Four cups of flour. Two eggs beaten and a cup of milk. Half a cup of melted butter, a teaspoon of salt and a dash of human hair.

This may not sound like the typical bread roll recipe, but human hair is a common raw material source for l-cysteine, an amino acid frequently used in baking to help reduce mixing time for dough.

The most common source of human hair, of course, is China, where 1.3 billion heads provide an inexpensive supply for the leavening agent found in bagels, croissants, rolls, crackers and other baked goods.

While western countries such as the United States worry about the tide of cheaply produced consumer goods flooding their markets, Chinese products are quietly flooding into the global food supply as well.

A pizza crust consumed in New York will probably contain l-cysteine derived from Chinese hair strands.
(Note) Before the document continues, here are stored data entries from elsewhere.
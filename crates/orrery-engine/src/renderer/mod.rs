pub mod camera;
pub mod commands;
pub mod instance;
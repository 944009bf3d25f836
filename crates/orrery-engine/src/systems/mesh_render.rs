use crate::renderer::commands::{RenderCommand, RenderList};
use crate::renderer::instance::{MeshBuffer, MeshInstance};

/// Build the mesh instance buffer from the `Mesh` commands of a render list,
/// in list order. Meshes beyond the buffer capacity are dropped with a warning.
pub fn build_mesh_buffer(commands: &RenderList, buffer: &mut MeshBuffer) {
    buffer.clear();
    let mut dropped = 0usize;
    for command in commands.iter() {
        let RenderCommand::Mesh { id, position, rotation_y, scale, mesh } = command else {
            continue;
        };
        let instance = MeshInstance {
            x: position.x,
            y: position.y,
            z: position.z,
            rotation_y: *rotation_y,
            scale: *scale,
            radius: mesh.shape.radius(),
            r: mesh.color.r,
            g: mesh.color.g,
            b: mesh.color.b,
            emissive_r: mesh.emissive.r,
            emissive_g: mesh.emissive.g,
            emissive_b: mesh.emissive.b,
            emissive_intensity: mesh.emissive_intensity,
            metalness: mesh.metalness,
            roughness: mesh.roughness,
            id: id.map(|id| id.0 as f32).unwrap_or(-1.0),
        };
        if !buffer.push(instance) {
            dropped += 1;
        }
    }
    if dropped > 0 {
        log::warn!("mesh buffer full: dropped {dropped} meshes");
    }
}
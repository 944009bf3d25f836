/// Body catalog: the central star and the eight planets, in orbit order.
///
/// Distances and speeds are scene units, not astronomical ones: orbits are
/// spaced for readability and speeds chosen so the inner planets visibly move.

// ── Sun ──────────────────────────────────────────────────────────────

pub const SUN_NAME: &str = "Sun";
pub const SUN_RADIUS: f32 = 5.0;
pub const SUN_SEGMENTS: u32 = 64;
pub const SUN_COLOR: &str = "#ffd700";
pub const SUN_EMISSIVE: &str = "#ff8c00";
pub const SUN_EMISSIVE_INTENSITY: f32 = 2.5;
pub const SUN_METALNESS: f32 = 0.3;
pub const SUN_ROUGHNESS: f32 = 0.4;

// ── Planets ──────────────────────────────────────────────────────────

pub const PLANET_SEGMENTS: u32 = 32;
pub const PLANET_METALNESS: f32 = 0.4;
pub const PLANET_ROUGHNESS: f32 = 0.7;
/// Planets glow faintly in their own color.
pub const PLANET_EMISSIVE_INTENSITY: f32 = 0.1;

/// Immutable configuration for one orbiting body.
#[derive(Debug, Clone, Copy, PartialEq)]
pub struct BodyDesc {
    pub name: &'static str,
    /// Visual sphere radius.
    pub radius: f32,
    /// Orbit radius around the origin.
    pub distance: f64,
    /// Radians per time unit; the sign picks the direction of travel.
    pub angular_speed: f64,
    /// `#rrggbb` color identifier.
    pub color: &'static str,
    pub details: Option<&'static str>,
}

pub const PLANET_COUNT: usize = 8;

pub static PLANETS: [BodyDesc; PLANET_COUNT] = [
    BodyDesc {
        name: "Mercury", radius: 0.8, distance: 15.0, angular_speed: 0.5, color: "#b5a642",
        details: Some("Smallest planet, closest to the Sun. Surface temperature varies dramatically."),
    },
    BodyDesc {
        name: "Venus", radius: 1.2, distance: 20.0, angular_speed: 0.4, color: "#e6b800",
        details: Some("Often called Earth's sister planet due to similar size. Hottest planet due to greenhouse effect."),
    },
    BodyDesc {
        name: "Earth", radius: 1.5, distance: 25.0, angular_speed: 0.3, color: "#4287f5",
        details: Some("Our home planet. Only known planet with life. Has one natural satellite: the Moon."),
    },
    BodyDesc {
        name: "Mars", radius: 1.2, distance: 30.0, angular_speed: 0.25, color: "#ff4d4d",
        details: Some("The Red Planet. Has the largest volcano in the solar system: Olympus Mons."),
    },
    BodyDesc {
        name: "Jupiter", radius: 2.5, distance: 40.0, angular_speed: 0.15, color: "#ffa500",
        details: Some("Largest planet in our solar system. Has a Great Red Spot storm that's been raging for centuries."),
    },
    BodyDesc {
        name: "Saturn", radius: 2.0, distance: 50.0, angular_speed: 0.1, color: "#ffd700",
        details: Some("Known for its beautiful ring system. Has 82 confirmed moons."),
    },
    BodyDesc {
        name: "Uranus", radius: 1.8, distance: 60.0, angular_speed: 0.08, color: "#87ceeb",
        details: Some("Ice giant that rotates on its side. Has a unique blue-green color due to methane."),
    },
    BodyDesc {
        name: "Neptune", radius: 1.8, distance: 70.0, angular_speed: 0.06, color: "#4169e1",
        details: Some("The windiest planet, with speeds reaching 1,200 mph. Has 14 known moons."),
    },
];

impl BodyDesc {
    /// Body text for the detail panel: the catalog description, or the orbit
    /// distance when the body has none, followed by its speed.
    pub fn detail_lines(&self) -> Vec<String> {
        let summary = match self.details {
            Some(text) => text.to_string(),
            None => format!("Distance from Sun: {} units", self.distance),
        };
        vec![summary, format!("Orbital Speed: {:.2} units", self.angular_speed)]
    }
}

#[cfg(test)]
mod tests {
    use super::*;
    use orrery_engine::Color;

    #[test]
    fn orbits_nest_from_15_to_70() {
        assert_eq!(PLANETS[0].distance, 15.0);
        assert_eq!(PLANETS[PLANET_COUNT - 1].distance, 70.0);
        for pair in PLANETS.windows(2) {
            assert!(
                pair[1].distance > pair[0].distance,
                "{} does not orbit outside {}",
                pair[1].name,
                pair[0].name
            );
        }
    }

    #[test]
    fn every_body_moves_and_has_size() {
        for body in &PLANETS {
            assert!(body.angular_speed != 0.0, "{} is static", body.name);
            assert!(body.radius > 0.0 && body.distance > 0.0);
            // Planet must clear the sun's surface.
            assert!(body.distance as f32 - body.radius > SUN_RADIUS);
        }
    }

    #[test]
    fn catalog_colors_parse() {
        for body in &PLANETS {
            assert!(Color::from_hex(body.color).is_ok(), "{} color {}", body.name, body.color);
        }
        assert!(Color::from_hex(SUN_COLOR).is_ok());
        assert!(Color::from_hex(SUN_EMISSIVE).is_ok());
    }

    #[test]
    fn detail_lines_fall_back_to_distance() {
        let bare = BodyDesc { details: None, ..PLANETS[2] };
        assert_eq!(
            bare.detail_lines(),
            vec!["Distance from Sun: 25 units".to_string(), "Orbital Speed: 0.30 units".to_string()]
        );
        assert!(PLANETS[2].detail_lines()[0].starts_with("Our home planet."));
    }
}
use serde::{Deserialize, Serialize};

use crate::components::color::Color;

/// Mesh geometry primitive.
#[derive(Debug, Clone, Copy, PartialEq, Serialize, Deserialize)]
#[serde(tag = "kind", rename_all = "snake_case")]
pub enum MeshShape {
    /// UV sphere; `segments` is used for both width and height subdivisions.
    Sphere { radius: f32, segments: u32 },
}

impl MeshShape {
    /// Bounding radius in local units.
    pub fn radius(&self) -> f32 {
        match *self {
            MeshShape::Sphere { radius, .. } => radius,
        }
    }
}

/// Physically based material parameters for a mesh.
#[derive(Debug, Clone, Copy, PartialEq, Serialize, Deserialize)]
pub struct MeshComponent {
    pub shape: MeshShape,
    pub color: Color,
    /// Self-illumination color.
    pub emissive: Color,
    /// Multiplier on `emissive` (default: 0.0, values > 1 push into HDR range).
    pub emissive_intensity: f32,
    pub metalness: f32,
    pub roughness: f32,
}

impl Default for MeshComponent {
    fn default() -> Self {
        Self {
            shape: MeshShape::Sphere { radius: 1.0, segments: 32 },
            color: Color::WHITE,
            emissive: Color::BLACK,
            emissive_intensity: 0.0,
            metalness: 0.0,
            roughness: 1.0,
        }
    }
}

impl MeshComponent {
    pub fn sphere(radius: f32, segments: u32, color: Color) -> Self {
        Self {
            shape: MeshShape::Sphere { radius, segments },
            color,
            ..Default::default()
        }
    }

    pub fn with_emissive(mut self, emissive: Color, intensity: f32) -> Self {
        self.emissive = emissive;
        self.emissive_intensity = intensity;
        self
    }

    pub fn with_surface(mut self, metalness: f32, roughness: f32) -> Self {
        self.metalness = metalness;
        self.roughness = roughness;
        self
    }
}
/// Shared memory layout between the engine and the host renderer.
/// Must stay in sync with the host's `protocol.ts`.
///
/// Layout (all values in f32 / 4 bytes):
/// ```text
/// [Header: 8 floats]
/// [Mesh instances: max_mesh_instances × 16 floats]
/// [Events: max_events × 4 floats]
/// ```
///
/// Scene overlays (labels, panels, buttons, orbit lines) travel separately as
/// JSON; only the per-mesh hot path uses the float layout.

use crate::api::game::GameConfig;

/// Number of floats in the header section.
pub const HEADER_FLOATS: usize = 8;

/// Header field indices.
pub const HEADER_FRAME_COUNTER: usize = 0;
pub const HEADER_PROTOCOL_VERSION: usize = 1;
pub const HEADER_MAX_MESH_INSTANCES: usize = 2;
pub const HEADER_MESH_INSTANCE_COUNT: usize = 3;
pub const HEADER_MAX_EVENTS: usize = 4;
pub const HEADER_EVENT_COUNT: usize = 5;
pub const HEADER_ELAPSED_TIME: usize = 6;
pub const HEADER_RESERVED: usize = 7;

/// Protocol version written into the header.
pub const PROTOCOL_VERSION: f32 = 1.0;

/// Floats per mesh instance (wire format, never changes).
pub const MESH_INSTANCE_FLOATS: usize = 16;

/// Floats per game event: kind, a, b, c (wire format, never changes).
pub const EVENT_FLOATS: usize = 4;

/// Runtime-computed buffer layout derived from the game's capacities.
#[derive(Debug, Clone, PartialEq)]
pub struct ProtocolLayout {
    pub max_mesh_instances: usize,
    pub max_events: usize,

    /// Size of the mesh section in floats.
    pub mesh_data_floats: usize,
    /// Size of the event section in floats.
    pub event_data_floats: usize,

    /// Offset (in floats) where mesh data begins.
    pub mesh_data_offset: usize,
    /// Offset (in floats) where event data begins.
    pub event_data_offset: usize,

    pub buffer_total_floats: usize,
    pub buffer_total_bytes: usize,
}

/// Per-frame values written into the header.
#[derive(Debug, Clone, Copy, Default)]
pub struct FrameCounts {
    pub frame: u64,
    pub mesh_instances: u32,
    pub events: u32,
    pub elapsed_time: f64,
}

impl ProtocolLayout {
    pub fn new(max_mesh_instances: usize, max_events: usize) -> Self {
        let mesh_data_floats = max_mesh_instances * MESH_INSTANCE_FLOATS;
        let event_data_floats = max_events * EVENT_FLOATS;

        let mesh_data_offset = HEADER_FLOATS;
        let event_data_offset = mesh_data_offset + mesh_data_floats;
        let buffer_total_floats = event_data_offset + event_data_floats;

        Self {
            max_mesh_instances,
            max_events,
            mesh_data_floats,
            event_data_floats,
            mesh_data_offset,
            event_data_offset,
            buffer_total_floats,
            buffer_total_bytes: buffer_total_floats * 4,
        }
    }

    pub fn from_config(config: &GameConfig) -> Self {
        Self::new(config.max_mesh_instances, config.max_events)
    }

    /// Fill a header block for the current frame.
    pub fn header(&self, counts: FrameCounts) -> [f32; HEADER_FLOATS] {
        let mut header = [0.0; HEADER_FLOATS];
        header[HEADER_FRAME_COUNTER] = counts.frame as f32;
        header[HEADER_PROTOCOL_VERSION] = PROTOCOL_VERSION;
        header[HEADER_MAX_MESH_INSTANCES] = self.max_mesh_instances as f32;
        header[HEADER_MESH_INSTANCE_COUNT] = counts.mesh_instances as f32;
        header[HEADER_MAX_EVENTS] = self.max_events as f32;
        header[HEADER_EVENT_COUNT] = counts.events.min(self.max_events as u32) as f32;
        header[HEADER_ELAPSED_TIME] = counts.elapsed_time as f32;
        header[HEADER_RESERVED] = 0.0;
        header
    }
}

#[cfg(test)]
mod tests {
    use super::*;

    #[test]
    fn from_default_config_matches_expected_sizes() {
        let config = GameConfig::default();
        let layout = ProtocolLayout::from_config(&config);

        assert_eq!(layout.max_mesh_instances, config.max_mesh_instances);
        assert_eq!(layout.mesh_data_floats, config.max_mesh_instances * 16);
        assert_eq!(layout.event_data_floats, config.max_events * 4);
        assert_eq!(layout.buffer_total_bytes, layout.buffer_total_floats * 4);
    }

    #[test]
    fn offsets_are_contiguous() {
        let layout = ProtocolLayout::new(10, 20);

        assert_eq!(layout.mesh_data_offset, HEADER_FLOATS);
        assert_eq!(layout.event_data_offset, HEADER_FLOATS + 10 * MESH_INSTANCE_FLOATS);
        assert_eq!(
            layout.buffer_total_floats,
            layout.event_data_offset + 20 * EVENT_FLOATS
        );
    }

    #[test]
    fn header_reports_counts() {
        let layout = ProtocolLayout::new(16, 4);
        let header = layout.header(FrameCounts {
            frame: 12,
            mesh_instances: 9,
            events: 7,
            elapsed_time: 2.5,
        });
        assert_eq!(header[HEADER_FRAME_COUNTER], 12.0);
        assert_eq!(header[HEADER_PROTOCOL_VERSION], PROTOCOL_VERSION);
        assert_eq!(header[HEADER_MESH_INSTANCE_COUNT], 9.0);
        assert_eq!(header[HEADER_EVENT_COUNT], 4.0); // clamped to capacity
        assert_eq!(header[HEADER_ELAPSED_TIME], 2.5);
    }
}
It was a small part of the worldwide amino acid market, which was forecast to reach US$7.45 billion this year and $9.73 billion in 2009, Freedonia Group said.

'China is the biggest food additives producer in the world today,' said Krishna Kumar, managing director at industry researcher Giract. 'There's hardly any area [of the market] they are not looking at.'

Mr Krishna said mainland producers first entered the ingredients market as suppliers of bulk goods such as glucose syrup, which could account for as much as 25 per cent of a food product.

Chinese suppliers then quickly moved up the value chain into 'low-dosage' speciality ingredients, which appeared in small quantities and served a specific purpose. In the case of l-cysteine, it is to make dough more elastic.

There are as many as seven suppliers of l-cysteine in the Shanghai area alone, and dozens more across the country, which rely on barber shop clippings for hair.

One such firm is Golden Harvest Fine Chemical, although a company official said it was switching to cheaper duck feathers and pig hair. It sources its human hair from a Suzhou-based collection firm.

Due to the gross-out factor, food producers are unlikely to tell customers they are consuming a product derived in part from hair.

'Human beings don't like to be told that. You have to be very delicate,' Mr Krishna said.

Food labelling laws vary from country to country. In markets with tough rules, the ingredient may appear as l-cysteine or l-cysteine hydrochloride. But even then, it may not be clear whether the baking agent comes from human hair or another source, such as chicken feathers. In other places, the package label may simply note the use of a baking agent but offer little other information.

Although the mainland is the world's largest source of l-cysteine, there appears to be little awareness of this among consumers. In January, China Central Television created a stir when it reported on a Hubei company that made a soya sauce ingredient from human hair.

China has not always been the top source of human hair for amino acid production.

That title once belonged to the world's second-most populous country, but like other industries such as software outsourcing, India has felt pressure from its neighbouring competitor.

Indian Hair Industries managing director Vank Ravindra said three years ago he had no problem selling barber shop cuttings from India to mainland customers.

The market changed after amino acid producers began to source human hair domestically.

'There's no more demand for barber hair from India. They're buying local hair,' he said. 'It's very cheap, less than one [yuan] per kilo of hair.'

Three years ago, a tonne of barber clippings fetched US$400, but the price had dropped to less than $100 today, he said.